Requirements.net in partnership with the Phoenix Chapter of the IIBA and Capgemini have published the results of a survey completed by over 300 participants on the state of business analysis in today’s Agile IT projects.

Summary

The survey found that Agile is prevalent and growing within the enterprise. All of the participants surveyed were using an Agile development methodology within their organization. A majority of participants (57%) were using agile for 10-25% of their projects, with 25% using agile for 25-50% of projects, and 18% almost exclusively using agile, for 75-100% of projects. Time to market and resource utilization were the most oft-cited reasons for moving to agile, while participants cited quicker realization of vision and promoting transparency as the most common benefits as a result of the move to agile.

Key Findings:

  • Collaboration between business and IT stakeholders is an important element of successful Agile projects and requirements are a critical control point in any Agile project lifecycle. Challenges to collaboration are increasing, with participants naming six core areas of landscape complexity that include large project team sizes, domain complexity, rigid interdepartmental relationships, global geographic distribution, technical complexity, and contractural departmental SLAs. These landscape barriers hamper stakeholder collaboration and can challenge the deployment of Agile methodologies.
  • Survey participants indicate that requirements for Agile projects should be “immediately consumable? by IT project teams, with 72% of companies surveyed indicating that requirements should consist of process flows (or visual use cases) or visual story boards in lieu of textual lists and paragraphs. Requirements that include visual assets (such as data, business process diagrams, use cases, user interface mockups) require less interpretation from project teams and are more accurately leveraged for project direction and have a positive impact on project success.
  • Requirements uncertainty is the number one constraint for planning the size and scale of Agile sprints. Ambiguous requirements assets, often without stakeholder validation and signoff, can cause significant project delays.
  • The majority of participants (56%) indicate that business involvement is the most critical functional characteristic of successful agile project teams. Business involvement includes participating in up-front requirements validation and signoff, involvement in sprint validation, and providing overall subject matter expertise.

Download Report here.

Comments

2 responses so far ↓

  • 1 Jeff Trainer // Jul 1, 2010 at 11:07 am

    Wow. This is an excellent report. It is filled with justification my team can really use as we move to agile development.

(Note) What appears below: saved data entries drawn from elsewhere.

/// Fetch one transaction owned by `user_id`.
///
/// # Errors
///
/// Returns `NotFound` if the transaction does not exist or belongs to
/// someone else.
pub async fn get_transaction(pool: &PgPool, user_id: Uuid, id: Uuid) -> Result<TransactionRow, TransactionError> {
    let row = sqlx::query_as::<_, TxTuple>(&format!(
        "SELECT {SELECT_COLUMNS} FROM transactions WHERE id = $1 AND user_id = $2"
    ))
    .bind(id)
    .bind(user_id)
    .fetch_optional(pool)
    .await?
    .ok_or(TransactionError::NotFound(id))?;

    from_tuple(row)
}

/// Delete every transaction owned by `user_id`. Returns the number removed.
///
/// # Errors
///
/// Returns a database error if the delete fails.
pub async fn delete_all_transactions(executor: impl PgExecutor<'_>, user_id: Uuid) -> Result<u64, TransactionError> {
    let result = sqlx::query("DELETE FROM transactions WHERE user_id = $1")
        .bind(user_id)
        .execute(executor)
        .await?;
    Ok(result.rows_affected())
}

// =============================================================================
// LOGGED OPERATIONS
// =============================================================================

async fn report_failure(pool: &PgPool, actor: &Actor, operation: &str, err: &TransactionError, id: Option<Uuid>) {
    let extra = id.map_or_else(|| json!({}), |id| json!({ "transaction_id": id }));
    activity::log_error(pool, actor, operation, err, extra).await;
}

  • 2 Randy Minton // Jul 9, 2010 at 11:01 am

    I work for a large online trading organization. I agree completely with the findings of this report. The problem is that BA’s need to step forward with the plan on how to better define requirements for agile. Developers want us to do less, but we need to do more and do it better.

    I want to see an ROI study of agile, though. is it really returning value that people say it is or is it just better collaboration.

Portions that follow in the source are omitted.